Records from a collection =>
□ □ □ □ □ □ □
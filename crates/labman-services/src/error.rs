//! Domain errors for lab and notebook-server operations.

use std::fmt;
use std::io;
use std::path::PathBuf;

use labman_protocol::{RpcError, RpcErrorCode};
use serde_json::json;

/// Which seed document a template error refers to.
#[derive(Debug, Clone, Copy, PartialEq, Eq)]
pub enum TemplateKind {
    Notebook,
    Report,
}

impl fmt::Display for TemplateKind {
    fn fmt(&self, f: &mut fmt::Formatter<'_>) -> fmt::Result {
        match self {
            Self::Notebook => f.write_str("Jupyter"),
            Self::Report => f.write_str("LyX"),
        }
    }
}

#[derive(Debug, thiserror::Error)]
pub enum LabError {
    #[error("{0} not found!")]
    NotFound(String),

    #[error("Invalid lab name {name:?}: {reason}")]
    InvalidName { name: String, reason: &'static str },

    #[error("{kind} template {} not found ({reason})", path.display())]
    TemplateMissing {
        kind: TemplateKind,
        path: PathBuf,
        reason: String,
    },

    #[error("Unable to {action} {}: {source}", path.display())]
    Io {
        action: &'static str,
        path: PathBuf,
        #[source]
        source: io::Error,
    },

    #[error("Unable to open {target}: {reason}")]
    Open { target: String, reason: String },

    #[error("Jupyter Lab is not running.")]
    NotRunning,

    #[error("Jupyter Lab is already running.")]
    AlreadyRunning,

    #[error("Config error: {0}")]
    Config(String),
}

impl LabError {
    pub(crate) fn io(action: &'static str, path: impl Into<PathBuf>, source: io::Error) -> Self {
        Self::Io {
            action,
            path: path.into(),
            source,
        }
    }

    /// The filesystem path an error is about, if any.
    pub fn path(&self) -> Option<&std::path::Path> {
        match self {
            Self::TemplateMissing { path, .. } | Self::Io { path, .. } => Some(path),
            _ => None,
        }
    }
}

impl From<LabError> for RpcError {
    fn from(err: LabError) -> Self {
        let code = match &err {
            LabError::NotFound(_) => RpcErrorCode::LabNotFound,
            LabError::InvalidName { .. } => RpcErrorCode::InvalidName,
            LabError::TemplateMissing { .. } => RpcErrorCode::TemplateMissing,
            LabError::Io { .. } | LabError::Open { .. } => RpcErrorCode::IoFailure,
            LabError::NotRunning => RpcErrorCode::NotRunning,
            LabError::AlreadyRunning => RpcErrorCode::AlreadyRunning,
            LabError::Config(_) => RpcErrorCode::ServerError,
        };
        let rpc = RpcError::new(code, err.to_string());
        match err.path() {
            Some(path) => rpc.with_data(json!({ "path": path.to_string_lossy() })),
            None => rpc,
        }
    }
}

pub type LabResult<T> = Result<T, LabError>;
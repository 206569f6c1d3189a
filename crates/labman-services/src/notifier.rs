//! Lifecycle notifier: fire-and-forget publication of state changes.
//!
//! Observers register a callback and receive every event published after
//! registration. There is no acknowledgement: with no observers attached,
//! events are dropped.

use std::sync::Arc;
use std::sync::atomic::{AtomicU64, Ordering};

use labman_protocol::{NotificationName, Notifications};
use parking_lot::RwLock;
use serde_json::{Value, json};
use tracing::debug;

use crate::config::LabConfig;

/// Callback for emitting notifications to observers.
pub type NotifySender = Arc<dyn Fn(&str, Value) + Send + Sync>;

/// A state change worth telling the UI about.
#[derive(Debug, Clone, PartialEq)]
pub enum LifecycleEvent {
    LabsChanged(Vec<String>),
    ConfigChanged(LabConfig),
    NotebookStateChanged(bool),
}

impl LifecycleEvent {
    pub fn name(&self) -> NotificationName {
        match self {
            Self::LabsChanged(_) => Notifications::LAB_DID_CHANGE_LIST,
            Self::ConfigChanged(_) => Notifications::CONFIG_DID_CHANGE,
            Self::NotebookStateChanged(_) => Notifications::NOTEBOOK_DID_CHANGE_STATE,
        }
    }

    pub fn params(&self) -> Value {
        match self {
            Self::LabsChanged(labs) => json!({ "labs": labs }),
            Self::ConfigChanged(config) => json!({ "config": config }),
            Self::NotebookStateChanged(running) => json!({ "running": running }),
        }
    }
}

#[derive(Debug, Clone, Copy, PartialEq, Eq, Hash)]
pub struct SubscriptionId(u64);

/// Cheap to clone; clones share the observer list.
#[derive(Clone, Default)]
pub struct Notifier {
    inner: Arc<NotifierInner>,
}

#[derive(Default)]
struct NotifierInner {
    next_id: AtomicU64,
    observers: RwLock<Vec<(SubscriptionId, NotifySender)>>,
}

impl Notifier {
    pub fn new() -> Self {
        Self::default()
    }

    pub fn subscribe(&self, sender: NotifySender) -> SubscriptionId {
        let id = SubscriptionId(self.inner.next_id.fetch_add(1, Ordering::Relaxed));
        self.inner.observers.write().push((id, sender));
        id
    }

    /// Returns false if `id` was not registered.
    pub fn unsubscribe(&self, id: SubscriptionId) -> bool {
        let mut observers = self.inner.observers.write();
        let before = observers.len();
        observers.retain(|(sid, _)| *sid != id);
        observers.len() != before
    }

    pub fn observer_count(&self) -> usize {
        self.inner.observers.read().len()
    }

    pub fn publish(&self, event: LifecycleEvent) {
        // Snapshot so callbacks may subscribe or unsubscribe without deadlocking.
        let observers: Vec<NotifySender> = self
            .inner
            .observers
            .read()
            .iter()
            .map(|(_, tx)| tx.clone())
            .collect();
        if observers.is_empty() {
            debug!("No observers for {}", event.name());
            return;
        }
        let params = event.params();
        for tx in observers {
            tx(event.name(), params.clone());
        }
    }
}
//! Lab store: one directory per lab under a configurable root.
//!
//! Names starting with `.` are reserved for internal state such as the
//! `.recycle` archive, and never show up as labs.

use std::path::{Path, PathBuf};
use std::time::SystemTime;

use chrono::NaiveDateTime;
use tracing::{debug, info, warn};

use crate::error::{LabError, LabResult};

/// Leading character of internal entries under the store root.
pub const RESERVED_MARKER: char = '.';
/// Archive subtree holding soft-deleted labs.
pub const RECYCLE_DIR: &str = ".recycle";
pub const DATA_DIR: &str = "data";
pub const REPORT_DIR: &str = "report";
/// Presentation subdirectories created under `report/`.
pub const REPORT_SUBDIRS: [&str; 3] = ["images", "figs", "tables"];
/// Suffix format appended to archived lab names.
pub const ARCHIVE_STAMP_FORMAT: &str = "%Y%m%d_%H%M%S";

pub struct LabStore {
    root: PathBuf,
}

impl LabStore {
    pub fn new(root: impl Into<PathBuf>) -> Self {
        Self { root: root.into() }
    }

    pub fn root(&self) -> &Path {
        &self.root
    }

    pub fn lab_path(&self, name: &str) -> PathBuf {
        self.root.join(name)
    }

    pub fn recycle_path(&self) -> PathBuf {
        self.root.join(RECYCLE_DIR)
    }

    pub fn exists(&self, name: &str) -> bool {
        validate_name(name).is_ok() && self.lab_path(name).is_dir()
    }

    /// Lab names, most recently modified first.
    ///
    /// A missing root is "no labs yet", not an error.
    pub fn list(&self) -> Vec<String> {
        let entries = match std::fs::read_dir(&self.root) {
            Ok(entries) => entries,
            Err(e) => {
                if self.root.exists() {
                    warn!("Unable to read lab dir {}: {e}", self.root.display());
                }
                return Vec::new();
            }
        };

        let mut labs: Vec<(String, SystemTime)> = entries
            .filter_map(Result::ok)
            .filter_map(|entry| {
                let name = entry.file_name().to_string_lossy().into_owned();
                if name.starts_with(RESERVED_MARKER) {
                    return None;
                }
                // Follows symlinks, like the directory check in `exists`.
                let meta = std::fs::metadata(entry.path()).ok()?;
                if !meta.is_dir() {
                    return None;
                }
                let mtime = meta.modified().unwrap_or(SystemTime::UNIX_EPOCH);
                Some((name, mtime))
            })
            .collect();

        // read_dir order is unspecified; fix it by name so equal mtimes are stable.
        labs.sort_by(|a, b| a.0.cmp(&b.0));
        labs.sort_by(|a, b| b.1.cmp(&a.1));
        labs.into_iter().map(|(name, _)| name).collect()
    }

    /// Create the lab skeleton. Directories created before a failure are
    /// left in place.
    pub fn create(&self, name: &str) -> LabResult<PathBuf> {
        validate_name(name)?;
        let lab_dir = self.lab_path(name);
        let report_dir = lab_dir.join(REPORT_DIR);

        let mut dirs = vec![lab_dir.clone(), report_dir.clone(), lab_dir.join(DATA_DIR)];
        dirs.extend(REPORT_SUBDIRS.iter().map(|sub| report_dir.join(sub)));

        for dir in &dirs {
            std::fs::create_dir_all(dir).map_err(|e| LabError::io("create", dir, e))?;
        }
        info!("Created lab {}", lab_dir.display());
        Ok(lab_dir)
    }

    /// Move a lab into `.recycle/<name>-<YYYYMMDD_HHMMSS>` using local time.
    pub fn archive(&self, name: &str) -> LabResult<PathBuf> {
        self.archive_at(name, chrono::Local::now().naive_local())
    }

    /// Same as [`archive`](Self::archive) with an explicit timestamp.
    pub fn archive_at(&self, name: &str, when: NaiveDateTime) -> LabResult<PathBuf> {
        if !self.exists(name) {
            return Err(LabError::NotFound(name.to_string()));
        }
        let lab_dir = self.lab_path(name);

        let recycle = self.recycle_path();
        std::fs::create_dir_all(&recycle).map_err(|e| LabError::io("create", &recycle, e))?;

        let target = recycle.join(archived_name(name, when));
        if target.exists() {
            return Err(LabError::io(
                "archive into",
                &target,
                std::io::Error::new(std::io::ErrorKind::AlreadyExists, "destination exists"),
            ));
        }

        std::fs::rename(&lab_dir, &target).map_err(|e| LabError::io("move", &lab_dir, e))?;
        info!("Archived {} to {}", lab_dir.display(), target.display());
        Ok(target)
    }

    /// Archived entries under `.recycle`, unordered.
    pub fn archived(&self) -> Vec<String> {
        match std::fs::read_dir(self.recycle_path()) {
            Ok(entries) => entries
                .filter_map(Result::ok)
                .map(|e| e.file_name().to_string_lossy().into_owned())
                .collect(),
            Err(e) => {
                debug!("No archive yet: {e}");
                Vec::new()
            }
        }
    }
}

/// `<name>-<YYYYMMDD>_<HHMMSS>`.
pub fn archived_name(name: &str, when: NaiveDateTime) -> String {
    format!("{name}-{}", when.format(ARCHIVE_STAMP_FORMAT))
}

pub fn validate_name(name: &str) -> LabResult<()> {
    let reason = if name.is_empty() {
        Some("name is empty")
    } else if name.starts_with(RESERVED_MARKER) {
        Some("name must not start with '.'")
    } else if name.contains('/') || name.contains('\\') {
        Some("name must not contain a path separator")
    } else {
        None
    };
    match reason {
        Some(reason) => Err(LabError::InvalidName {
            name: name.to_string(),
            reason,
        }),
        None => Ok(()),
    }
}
□ □ □ □ □ □ □
EXERCISE AIM => Looking at the entries above, state the number of lines that contain "params" and add nothing more.

SOLUTION BELOW => 3